15 de abril de 2019  •  Lectura: 4 min.

blasfemar, blasfemia – Hablar de manera irrespetuosa o irreverente sobre Dios, expresarse soez o escandalosamente con referencia a Dios; profanación, con palabras, de lo que es sagrado.

Es un término que deriva directamente del griego, donde es una combinación del verbo bláptō (turbar, trastornar; hacer daño, lesionar, perjudicar, herir) y fēmē (dicho, palabra, lenguaje; fama, reputación). Aunque en griego podía significar sencillamente «difamación» o «maledicencia», en la Biblia y en el lenguaje corriente hoy día se emplea con referencia a la Deidad y en general a todo lo que es sagrado o propio de la religión.

En la versión griega del Antiguo Testamento este término aparece unas pocas veces. En 2 Reyes 19,4, por ejemplo, se describe así el discurso del Rabsaces enviado por el soberano asirio, cuando insta a los defensores de Jerusalén a rendirse, por cuanto ningún dios ha podido proteger a sus adoradores del asedio asirio, y el Dios de los judíos tampoco podrá –según opina el Rabsaces–. En Daniel 3,29, al contrario, el rey Nabucodonosor, después de ver cómo se salvan del horno de fuego Sadrac, Mesac y Abednego, ordena que cualquiera que injurie al Dios de los judíos será descuartizado.

Isaías profetiza que llegará una nueva era de redención para Israel, cuando serán traídos del cautiverio babilónico y restaurados a Jerusalén, la ciudad santa. Considera que por motivo de la derrota y el exilio de los judíos, el Señor mismo está sufriendo un desprestigio inaceptable. En lengua hebrea pone (Is 52,2): «[…] constantemente, cada día, mi nombre sufre descrédito». La versión griega pone:  «[…] por vuestra causa mi nombre es blasfemado continuamente entre las naciones».

Pero es en el Nuevo Testamento donde aparece regularmente este término.
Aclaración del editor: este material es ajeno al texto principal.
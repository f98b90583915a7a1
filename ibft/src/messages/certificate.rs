//! # Round-Change Certificates
//!
//! The proof the rest of the engine needs before moving to a new round: a
//! quorum of distinct validators, each with a signed round change for the
//! same target round.

use serde::{Deserialize, Serialize};

use super::payload::{PreparedCertificate, RoundChangePayload};
use super::round::ConsensusRoundIdentifier;
use super::signed::SignedData;
use crate::crypto::Address;

/// An immutable, ordered bundle of round-change messages that reached
/// quorum.
///
/// Messages appear in the order their authors were first heard from. Only
/// the state machine mints these; once handed out, the crate keeps no
/// reference to it.
#[derive(Debug, Clone, PartialEq, Eq, Serialize, Deserialize)]
pub struct RoundChangeCertificate {
    messages: Vec<SignedData<RoundChangePayload>>,
}

impl RoundChangeCertificate {
    pub(crate) fn new(messages: Vec<SignedData<RoundChangePayload>>) -> Self {
        Self { messages }
    }

    pub fn len(&self) -> usize {
        self.messages.len()
    }

    pub fn is_empty(&self) -> bool {
        self.messages.is_empty()
    }

    pub fn messages(&self) -> &[SignedData<RoundChangePayload>] {
        &self.messages
    }

    pub fn iter(&self) -> impl Iterator<Item = &SignedData<RoundChangePayload>> {
        self.messages.iter()
    }

    /// Authors in arrival order.
    pub fn authors(&self) -> Vec<Address> {
        self.messages.iter().map(SignedData::author).collect()
    }

    /// The round this certificate justifies moving to.
    pub fn round_identifier(&self) -> Option<&ConsensusRoundIdentifier> {
        self.messages.first().map(SignedData::round_identifier)
    }

    /// Every prepared certificate carried by the bundled round changes.
    pub fn prepared_certificates(&self) -> impl Iterator<Item = &PreparedCertificate> {
        self.messages
            .iter()
            .filter_map(|msg| msg.payload().prepared_certificate.as_ref())
    }

    /// The prepared certificate from the most recent round, if any.
    ///
    /// The proposer of the new round must re-propose this block rather than
    /// building a fresh one. Ties keep the first one seen.
    pub fn latest_prepared_certificate(&self) -> Option<&PreparedCertificate> {
        self.prepared_certificates().fold(None, |best, candidate| match best {
            Some(current)
                if !current
                    .proposal_round
                    .is_earlier_round_than(&candidate.proposal_round) =>
            {
                Some(current)
            }
            _ => Some(candidate),
        })
    }

    pub fn into_messages(self) -> Vec<SignedData<RoundChangePayload>> {
        self.messages
    }
}

impl<'a> IntoIterator for &'a RoundChangeCertificate {
    type Item = &'a SignedData<RoundChangePayload>;
    type IntoIter = std::slice::Iter<'a, SignedData<RoundChangePayload>>;

    fn into_iter(self) -> Self::IntoIter {
        self.messages.iter()
    }
}

#[cfg(test)]
mod tests {
    use super::*;
    use crate::crypto::NodeKey;

    fn round_change(
        key: &NodeKey,
        target: u32,
        prepared: Option<PreparedCertificate>,
    ) -> SignedData<RoundChangePayload> {
        let payload =
            RoundChangePayload::new(ConsensusRoundIdentifier::new(4, target), prepared);
        SignedData::sign(payload, key).unwrap()
    }

    fn prepared_at(round: u32, digest_byte: u8) -> PreparedCertificate {
        PreparedCertificate::new(
            ConsensusRoundIdentifier::new(4, round),
            [digest_byte; 32],
            Vec::new(),
        )
    }

    #[test]
    fn authors_preserve_arrival_order() {
        let keys: Vec<NodeKey> = (0..3).map(|_| NodeKey::generate()).collect();
        let cert = RoundChangeCertificate::new(
            keys.iter().map(|k| round_change(k, 2, None)).collect(),
        );
        assert_eq!(cert.len(), 3);
        assert_eq!(
            cert.authors(),
            keys.iter().map(NodeKey::address).collect::<Vec<_>>()
        );
        assert_eq!(
            cert.round_identifier(),
            Some(&ConsensusRoundIdentifier::new(4, 2))
        );
    }

    #[test]
    fn latest_prepared_certificate_picks_highest_round() {
        let keys: Vec<NodeKey> = (0..4).map(|_| NodeKey::generate()).collect();
        let cert = RoundChangeCertificate::new(vec![
            round_change(&keys[0], 3, Some(prepared_at(0, 0xA0))),
            round_change(&keys[1], 3, None),
            round_change(&keys[2], 3, Some(prepared_at(2, 0xB2))),
            round_change(&keys[3], 3, Some(prepared_at(1, 0xC1))),
        ]);

        assert_eq!(cert.prepared_certificates().count(), 3);
        let latest = cert.latest_prepared_certificate().unwrap();
        assert_eq!(latest.proposal_round.round_number, 2);
        assert_eq!(latest.proposal_digest, [0xB2; 32]);
    }

    #[test]
    fn no_prepared_certificates_means_none() {
        let key = NodeKey::generate();
        let cert = RoundChangeCertificate::new(vec![round_change(&key, 1, None)]);
        assert!(cert.latest_prepared_certificate().is_none());
        assert!(!cert.is_empty());
    }
}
En los evangelios los escribas acusan a Jesús de blasfemar –es decir, hablar impíamente o sin respetar adecuadamente a Dios– cuando declara el perdón divino al paralítico que han traído sus cuatro amigos. Y en el juicio a Jesús, es el sumo sacerdote quien acusa a Jesús de blasfemar cuando responde afirmativamente a la pregunta de si es el Mesías, el Hijo de Dios (Mt 26,63).

Jesús dice (Mr 3,28-29) que cualquier pecado de blasfemia que pueda pronunciar una persona puede ser perdonado, pero no el pecado de blasfemar contra el Espíritu Santo. Aquí es importante entender el contexto donde Jesús dice algo tan tajante. Los escribas que habían llegado desde Jerusalén alegaban que Jesús echaba fuera demonios por arte de Belcebú (entiéndase Satanás). Jesús primero explica la incoherencia e imposibilidad de que el príncipe del mal exorcizase el mal, pero después añade su advertencia contra blasfemar contra el Espíritu Santo.

Lo que parece haber en juego aquí es la incredulidad de fondo que llevó a los escribas a decir cosas que Jesús interpretó como insultos contra el Espíritu de Dios. Dios está presente y actúa con actos sobrenaturales de liberación. Pero los escribas, por sus ideas preconcebidas y ceguera espiritual, no eran capaces de verlo sino que, al contrario, pensaban que todo lo bueno que estaba pasando venía del diablo y era de suyo perverso y maligno. Naturalmente, siempre que se mantuviesen tozudamente en esa incredulidad y ceguera espiritual, jamás serían capaces del arrepentimiento que es la condición necesaria para ser perdonados. Pensaban estar criticando a un hombre –Jesús– pero donde el Espíritu Santo estaba expresando el poder y la buena voluntad de Dios, ellos entendían estar actuando el diablo.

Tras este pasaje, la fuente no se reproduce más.